Previously, on tastingmenu.wordpress.com
So thanksgiving this year was going to be a joint effort from my wife and I. The menu we had in mind was:
Nobu Tamago with Smoked Salmon
Roasted Shiitake New Style Sashimi
ginger spears, chives, yuzu soy,
new style oil
Nobu Daikon Faux Gras
Keller Apple Compote,
Nobu Soy Caramel
Pan Roasted Crisp Skin Duck Breast
Smoked salmon fried rice
Fresh cut Fruit Dessert
My wife volunteered to do the tamago, smoked salmon fried rice and the dessert. I was responsible for the shiitake, faux gras, duck and the suimono
We were fortunate that Mitsuwa Edgewater had re-opened for Tu, 20 Nov 2012 and so we were able to get a hold of a tamago pan. A guide to making the tamago can be found on p. 200, 201 of Nobu West. My wife combined 2 jumbo eggs with 1 oz of dashi, 1/2 teaspoon of salt, 1/2 teaspoon of soy sauce. To cook the tamago, my wife would wipe the tamago pan with rice oil dipped paper towel, pour in a thin
layer of egg, let it set and then use a spatula/chopsticks to roll the layer right to left. As she’d repeat the process, she’d alternate rolling the tamgo in the opposite direction (depending on which layer she was working on). Once she had gotten the tamago down to the next to last layer, she added in the
smoked salmon, rolled it up and let it set. Once the tamago was set, she divided into 4 equal pieces
to serve as the 1st (appetizer) course.
To do the 2nd course, I roasted the seasoned and oiled shiitake caps for about 10 minutes at 450 degrees. Once I got them out of the oven and onto plates, I topped them with the julienne of ginger, mince of chives, splashes of yuzu soy and then seared with smoking new style oil
Given the my previous experiences with the daikon faux gras, I thought I’d take a chance and slightly modify the recipe to use a 10:1 ratio of grated daikon and potato flour. One other thing that I’d been thinking about that’s unsaid in the original recipe for Nobu’s Vegetarian Cookbook is that that the daikon needed to be grated with an oroshigane instead of the grater I’m used to using.

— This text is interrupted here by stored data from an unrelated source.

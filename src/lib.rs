//! Loyalty Kiosk Library
//!
//! This library exposes the internal modules for the kiosk binaries and for testing.

pub mod config;
pub mod ledger;
pub mod server;
pub mod store;

// Re-export commonly used types for convenience
pub use ledger::{KioskSession, LedgerError, PhoneNumber, PointLedger};
pub use server::{run_server, RequestsLoggingLevel};
pub use store::{InMemoryPointStore, PointStore, PostgrestPointStore, StoreError};
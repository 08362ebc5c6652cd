//! Random slowdown middleware, for trying the kiosk against a sluggish backend.

use axum::body::Body;
use axum::extract::Request;
use axum::middleware::Next;
use axum::response::IntoResponse;
use rand_distr::{Distribution, Normal};
use std::time::Duration;

const MEAN_DELAY_MS: f64 = 800.0;
const DELAY_STD_DEV_MS: f64 = 600.0;

/// Delays every request by a normally distributed amount of time, never negative.
pub async fn slowdown_request(request: Request<Body>, next: Next) -> impl IntoResponse {
    tokio::time::sleep(random_delay()).await;
    next.run(request).await
}

fn random_delay() -> Duration {
    match Normal::new(MEAN_DELAY_MS, DELAY_STD_DEV_MS) {
        Ok(normal) => {
            let millis = 0.0f64.max(normal.sample(&mut rand::rng()));
            Duration::from_millis(millis as u64)
        }
        Err(_) => Duration::ZERO,
    }
}
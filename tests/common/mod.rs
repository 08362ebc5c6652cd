//! Common test infrastructure
//!
//! Tests should only import from this module, not from internal submodules.
//!
//! # Example
//!
//! ```no_run
//! mod common;
//! use common::{TestServer, TestClient, PHONE_NUMBER};
//! use reqwest::StatusCode;
//!
//! #[tokio::test]
//! async fn test_get_points() {
//!     let server = TestServer::spawn().await;
//!     let client = TestClient::new(server.base_url.clone());
//!
//!     let response = client.get_points(PHONE_NUMBER).await;
//!     assert_eq!(response.status(), StatusCode::OK);
//! }
//! ```
#![allow(dead_code)]

mod client;
mod constants;
mod fake_postgrest;
mod server;

// Public API - this is what tests import
pub use client::TestClient;
pub use constants::*;
pub use fake_postgrest::{FakePostgrest, RecordedRequest};
pub use server::TestServer;
use thiserror::Error;

use super::PHONE_NUMBER_DIGITS;
use crate::store::StoreError;

pub type LedgerResult<T> = Result<T, LedgerError>;

/// Everything a ledger operation can fail with.
///
/// An unknown phone number is not in here: it simply has a zero balance.
#[derive(Debug, Error)]
pub enum LedgerError {
    #[error("Invalid phone number: {input:?}")]
    InvalidPhoneNumber { input: String },

    #[error("Invalid amount {amount}: must be between 1 and {max}")]
    InvalidAmount { amount: u32, max: u32 },

    #[error("Invalid redemption cost {0}")]
    InvalidRedemptionCost(u32),

    #[error("Insufficient points: balance {balance}, required {required}")]
    InsufficientPoints { balance: u32, required: u32 },

    #[error("Balance {balance} cannot grow by {amount}")]
    BalanceOverflow { balance: u32, amount: u32 },

    #[error("Store error: {0}")]
    Store(#[from] StoreError),
}

impl LedgerError {
    /// Stable label for API error bodies and metrics.
    pub fn kind(&self) -> &'static str {
        match self {
            LedgerError::InvalidPhoneNumber { .. } => "invalid_phone_number",
            LedgerError::InvalidAmount { .. } => "invalid_amount",
            LedgerError::InvalidRedemptionCost(_) => "invalid_redemption_cost",
            LedgerError::InsufficientPoints { .. } => "insufficient_points",
            LedgerError::BalanceOverflow { .. } => "balance_overflow",
            LedgerError::Store(_) => "store",
        }
    }

    /// True for failures caused by what the customer typed or chose.
    pub fn is_validation(&self) -> bool {
        matches!(
            self,
            LedgerError::InvalidPhoneNumber { .. }
                | LedgerError::InvalidAmount { .. }
                | LedgerError::InvalidRedemptionCost(_)
        )
    }

    /// The message shown to the customer at the kiosk.
    pub fn user_message(&self) -> String {
        match self {
            LedgerError::InvalidPhoneNumber { .. } => {
                format!("Please enter a {}-digit mobile number", PHONE_NUMBER_DIGITS)
            }
            LedgerError::InvalidAmount { max, .. } => {
                format!("Please choose between 1 and {} points", max)
            }
            LedgerError::InvalidRedemptionCost(_) => {
                "This reward cannot be redeemed right now".to_string()
            }
            LedgerError::InsufficientPoints { balance, required } => format!(
                "Not enough points to redeem: you have {} and need {}",
                balance, required
            ),
            LedgerError::BalanceOverflow { .. } => {
                "This account cannot hold any more points".to_string()
            }
            LedgerError::Store(err) => {
                format!("Something went wrong, please try again ({})", err)
            }
        }
    }
}
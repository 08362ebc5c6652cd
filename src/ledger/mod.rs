mod error;
mod phone;
mod point_ledger;
mod session;

pub use error::{LedgerError, LedgerResult};
pub use phone::{PhoneNumber, PHONE_NUMBER_DIGITS};
pub use point_ledger::PointLedger;
pub use session::{KioskSession, Notice, NoticeKind};
pub(crate) use session::{added_message, redeemed_message};
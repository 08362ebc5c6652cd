//! PointStore trait definition.
//!
//! The ledger only talks to the store through this trait, so the remote
//! PostgREST client and the in-memory store are interchangeable.

use async_trait::async_trait;
use chrono::{DateTime, Utc};

use super::error::StoreError;
use super::models::{HistoryEntry, NewPointAccount, NewRedemption, PointAccount, RedemptionRecord};

pub type StoreResult<T> = Result<T, StoreError>;

#[cfg_attr(test, mockall::automock)]
#[async_trait]
pub trait PointStore: Send + Sync {
    /// Returns the account of the given phone number.
    /// Returns Ok(None) if the phone number has no account yet.
    async fn find_account(&self, phone_number: &str) -> StoreResult<Option<PointAccount>>;

    /// Inserts a new account.
    /// Returns Err(StoreError::Conflict) if the phone number already has one.
    async fn insert_account(&self, account: NewPointAccount) -> StoreResult<PointAccount>;

    /// Sets the balance of an account, but only if it currently equals `expected_points`.
    /// Returns Ok(None) if the account is missing or its balance changed since it was read.
    async fn update_points(
        &self,
        phone_number: &str,
        expected_points: u32,
        new_points: u32,
        updated_at: DateTime<Utc>,
    ) -> StoreResult<Option<PointAccount>>;

    /// Appends a row to the redemption history.
    async fn insert_redemption(&self, redemption: NewRedemption) -> StoreResult<RedemptionRecord>;

    /// Returns the whole redemption history, newest first.
    async fn list_redemptions(&self) -> StoreResult<Vec<HistoryEntry>>;
}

Matsuhisa-sama comments that it’ll grate an item finer than most western graters (Nobu: The Cookbook, p. 20). I imagine the oroshigane grates breaks down vegetables into shorter fibers. The other challenges this time around was teaming up the faux gras with the apple compote from Thomas Keller and the soy caramel from Nobu 57. The Nobu soy caramel recipe can be found online at:
Now, I didn’t need that much, so the ‘microbatch’ version was made from:
1/2 cup packed brown sugar
1 teaspoon+ 1/2 teaspoon yuzu juice
3 oz sake
2 oz + 1 teaspoon + 1/2 teaspoon soy sauce
I first combined the brown sugar and yuzu juice on medium heat with a splash of water to make the initial syrup. The ‘syrup’ came together very quickly (within minutes). At that point I added the
sake and soy and let it reduce for about 20 minutes on 50% max power and then about 10 more
minutes at low heat. I noticed that as the ‘caramel’ got close to completion,
the mixture tended to foam quite a bit, so I had to take it off/put it back on the heat periodically.
And so I prepared the faux gras as I had before using a metal oroshigane and 10:1 ratio of daikon to potato flour. Once everything was done, I got all the items on the plates in three parts.
As for the duck, I prepared 5 portions as I had in the earlier write up. I still think that the duck needs to be roasted skin side up when it’s put into the oven.
To lead into the fried rice course, I served a simple suimono with a blanched shrimp to clear the palate and the memory of the rich duck and the succotash salsa.
My wife’s fried rice began by making a ‘crepe’ of 2 beaten eggs until it was set. She then pan fried 2 oz of smoked salmon with egg crepe and then added 1/2 c of corn kernels stir fried again and then pan fried about 4 cooked cups of rice. She finally stir fried the green part of 1 scallion (finely minced) to mixed and then moved it to a common serving bowl.
While enjoying this ‘tasting menu’, one of the things I noticed was that the daikon faux was much closer to my expectations in terms of texture (much more like biting into a piece of actual foie gras). It was a lot of food for this meal; if I had to do this again, I think I’d halve the portion of the duck course. I’m sort of glad we finished the meal with a simple dessert of fresh cut fruit. All told, I think my wife, my folks and I all enjoyed the feast.